# How much does your chi weigh?



## CarrieQuiteContrary (Sep 5, 2006)

I thought it would be funny to start a thread about their chi's acutal weight now and the weight the breeder predicted them to be  

I was told Ry would be around 4 lbs because her dad was 3.5 and her mom 4. Today I took her to the vet and she weighed in at exactly 7lbs hehe


----------



## Gypsy (Feb 13, 2006)

Cosette weighs just a teeny bit under 3 pounds, her mom is 4 pounds and dad is 3 1/2. My mom is the breeder of her hehe so she predicted her weight to be around 3 pounds which was accurate. 

Isabeau is another of my mom's babies, right now at 7 weeks old she weighs 1 pound, my mom and I are hoping she'll get to be around 4 - 4 1/2 pounds. Her mom is 5 pounds and her dad is 3 1/2. 

Deedlit's bad breeder told me she would be around 4 pounds, she weighs 7.5 pounds. Her parents were good sized even though I didn't get to see them very well. :evil:


----------



## dlambertz (Nov 13, 2005)

zoey is cleaning up what the daycare kids drop on the floor..she is a whopping 4lbs and overweight!


----------



## Nine (Mar 29, 2005)

Milo weighs in at 5lbs. 2oz. That is pretty much what he was predicted to weigh.


----------



## Lin (Jun 7, 2006)

Bu is 8.2 lbs. He just got weighed two days ago and had actually lost a wee bit. Ernie is 4 mos. and 1 week and he weighs around 3.4 lbs. My sis didn't predict Bu's weight but we thought he'd be small since his mama weighs 5 lbs and papa weighs 4 lbs. Now Ernie on the other hand has 4 lb. and 6 lb. parents and the breeder said she didn't figure he'd be anything over 5 lbs.

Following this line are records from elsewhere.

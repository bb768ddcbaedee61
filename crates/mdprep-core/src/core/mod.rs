//! Stateless data models and pure helpers shared by the orchestration engine.

pub mod boxfile;
pub mod chains;
pub mod composition;
pub mod naming;
pub mod state;
pub mod structure;
//! Bundle the prepared system into a self-contained directory.
//!
//! The bundle holds copies of the final connectivity, coordinate, and box
//! files plus any user-supplied parameter files, together with a YAML
//! manifest recording what each file is and which chain carries which
//! segment. Pipelines keep running on the original artifacts; the bundle is
//! a hand-off copy.

use crate::core::chains::ChainIdMap;
use crate::core::state::StateHandle;
use crate::engine::error::EngineError;
use crate::engine::tasks::{require_structure, TaskIo};
use serde::{Deserialize, Serialize};
use std::path::{Path, PathBuf};
use tracing::info;

#[derive(Debug, Clone, Default, PartialEq, Serialize, Deserialize)]
#[serde(deny_unknown_fields)]
pub struct PackageParams {
    /// Bundle directory name; defaults to the producing step's basename.
    #[serde(default)]
    pub name: Option<String>,
    /// Force-field or engine parameter files copied alongside the system.
    #[serde(default)]
    pub parameter_files: Vec<PathBuf>,
}

#[derive(Debug, Serialize)]
struct Manifest<'a> {
    topology: String,
    coordinates: String,
    boxfile: Option<String>,
    parameter_files: Vec<String>,
    chain_map: &'a ChainIdMap,
    source_basename: &'a str,
}

fn file_name(path: &Path, io: &TaskIo) -> Result<String, EngineError> {
    path.file_name()
        .and_then(|n| n.to_str())
        .map(str::to_string)
        .ok_or_else(|| io.config_error(format!("'{}' has no usable file name", path.display())))
}

pub fn run(
    params: &PackageParams,
    input: &StateHandle,
    io: &mut TaskIo,
) -> Result<StateHandle, EngineError> {
    let (topology, coordinates) = require_structure(input, io)?;
    for file in &params.parameter_files {
        if !file.exists() {
            return Err(io.config_error(format!(
                "parameter file '{}' does not exist",
                file.display()
            )));
        }
    }

    let step = io.step()?;
    let bundle_name = params
        .name
        .clone()
        .unwrap_or_else(|| step.basename().to_string());
    let bundle = io.ctx.path(&bundle_name);
    std::fs::create_dir_all(&bundle)?;

    let topology_name = file_name(topology, io)?;
    std::fs::copy(topology, bundle.join(&topology_name))?;
    let coordinates_name = file_name(coordinates, io)?;
    std::fs::copy(coordinates, bundle.join(&coordinates_name))?;
    let boxfile_name = match &input.boxfile {
        Some(boxfile) => {
            let name = file_name(boxfile, io)?;
            std::fs::copy(boxfile, bundle.join(&name))?;
            Some(name)
        }
        None => None,
    };
    let mut parameter_names = Vec::with_capacity(params.parameter_files.len());
    for file in &params.parameter_files {
        let name = file_name(file, io)?;
        std::fs::copy(file, bundle.join(&name))?;
        parameter_names.push(name);
    }

    let manifest = Manifest {
        topology: topology_name,
        coordinates: coordinates_name,
        boxfile: boxfile_name,
        parameter_files: parameter_names,
        chain_map: &input.chain_map,
        source_basename: &input.basename,
    };
    let body = serde_yaml::to_string(&manifest)
        .map_err(|e| EngineError::Internal(format!("manifest serialization failed: {e}")))?;
    std::fs::write(bundle.join("manifest.yaml"), body)?;

    info!(bundle = %bundle.display(), "System packaged.");
    Ok(input.derived(step.id.clone(), step.basename().to_string()))
}
use crate::cli::RunArgs;
use crate::error::Result;
use crate::progress::CliProgressHandler;
use mdprep::engine::context::{EngineSet, RunContext};
use mdprep::engine::external::ProcessLauncher;
use mdprep::engine::progress::ProgressReporter;
use mdprep::workflows;
use tracing::info;

pub fn run(args: RunArgs) -> Result<()> {
    let config = super::load_config(&args.config)?;

    let mut engines = EngineSet::default();
    if let Some(builder) = args.builder {
        engines.builder = builder;
    }
    if let Some(dynamics) = args.dynamics {
        engines.dynamics = dynamics;
    }
    if let Some(packer) = args.packer {
        engines.packing = packer;
    }
    if let Some(fetcher) = args.fetcher {
        engines.fetch = fetcher;
    }

    std::fs::create_dir_all(&args.workdir)?;
    info!(
        workdir = %args.workdir.display(),
        tasks = config.tasks.len(),
        "Starting preparation run."
    );

    let progress_handler = CliProgressHandler::new();
    let reporter = ProgressReporter::with_callback(progress_handler.get_callback());
    let launcher = ProcessLauncher;
    let ctx = RunContext::new(&args.workdir, &engines, &launcher, &reporter);

    let report = workflows::run(&config, &ctx)?;

    println!(
        "✓ Pipeline finished ({} task(s) scheduled).",
        report.scheduled_tasks
    );
    let state = &report.final_state;
    if let Some(topology) = &state.topology {
        println!("  connectivity: {}", topology.display());
    }
    if let Some(coordinates) = &state.coordinates {
        println!("  coordinates:  {}", coordinates.display());
    }
    if let Some(boxfile) = &state.boxfile {
        println!("  box:          {}", boxfile.display());
    }
    Ok(())
}
//! Membrane patch and quilt construction.
//!
//! Split between the pure geometry and phase bookkeeping ([`patch`]) and
//! the engine-driving build sequence ([`bilayer`]). The task layer owns
//! parameter parsing and validation; this module assumes validated
//! compositions.

pub mod bilayer;
pub mod patch;

pub use bilayer::{build, BilayerSpec};
pub use patch::{BuildPhase, Leaflet, Patch};
//! High-level entry points intended for external callers.
//!
//! A workflow owns the translation from a declarative run configuration to
//! a root controller and back to a result the caller can report on. All
//! policy lives below; this layer only sequences and validates.

pub mod prepare;

pub use prepare::{check, run, RunConfig, RunReport};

The vet is saying between 5 and 6 and I'm guessing probably closer to 6.


----------



## *Nikki* (Jun 25, 2006)

Cuder im not sure of exact weight and i didnt ask when i bought him but prolly 5 and a half 6 pounds chinas breeder said about 4 and a half 5 pounds and she is exactly 5 pounds


----------



## iluvmyvikin (Aug 24, 2005)

12.8 and 14.8
the one that's 14.8 was predicted to be 15 pounds!


----------



## foxywench (Feb 7, 2005)

well vixie was predicted by her breeder to be just under 6lbs
shes full grown at 5.4lbs
Dodger was perdicted to be 4lbs
Hes full grown at 3.4lbs

rosies charting at around 5.5-6lbs, and right now it wouldnt suprise me if she saw the larger side of that, but she has slowed down with her growing this past week or so so she might stay around 5.5 like mommy!


----------



## babydoll (May 18, 2006)

I found this on a breeders page http://www.prouxchihuahuas.com/id74.html
Its about how parent size does not directly determine the size of their offspring and that a medium or large chihuahua can throw any size puppies. Its a bit confusing but interesting and it makes me wonder how breeders can accurately predict size?? Birth weight maybe? Anyway as for the question Gypsy is around 4 pounds her breeder didnt give me a weight just a size estimiation in comparison to one of her other dogs and she got it just about right!


----------



## ChiLeeLee (Oct 14, 2005)

Leya weighs 6.8lbs, I was told she was going to be between 4-5lbs  
I have a question, what is the length of your chi because Leya is quite long almost 12 inches I would estimate but she has short legs.


----------



## Mexibeach (Oct 20, 2005)

Piña is 4.2lbs - her mum & dad were both between 4 & 5 lbs so she's about right - and full grown now too.


----------



## chimom06 (Jun 25, 2006)

BlackJack is pretty much 3 pounds (just under) I was told he would be 6-7 pounds. LOL


----------



## Krista (Dec 29, 2005)

Yoshi was predicted to be 4 pounds by that weight prediction chart, and that's exactly what she is  She is done growing, today is her first birthday ^_^


----------



## Krista (Dec 29, 2005)

chimom06 said:


> BlackJack is pretty much 3 pounds (just under) I was told he would be 6-7 pounds. LOL


He is only 5 months old  Trust me, he will get bigger. Yoshi was only 2 pounds at 5-6 months.


----------



## chimom06 (Jun 25, 2006)

I'm thinking he is going to be about 4 pounds that what his dad was, he has a very very tiny frame, he has only gained 2 ounces in the last month and a half LOL his vet thinks he is about where he will be.. i would actually prefer him to put on a little weight


----------



## Jennifer Mcfly (Jun 1, 2006)

Chloe is 4.5lbs and we love every ounce of her!!


----------



## Sam85 (Jan 5, 2006)

oh god mylo is 10lbs...


----------



## foxywench (Feb 7, 2005)

lengthwise vixie is 12 inches in the back and 11 inches off the ground (her first show the judge mentioned how she was perfectly proportioned (chis are supposed to be longer than tall) dodgers 12 inches in the back and 11 inches off the ground, hes got amuch slimmer frame though.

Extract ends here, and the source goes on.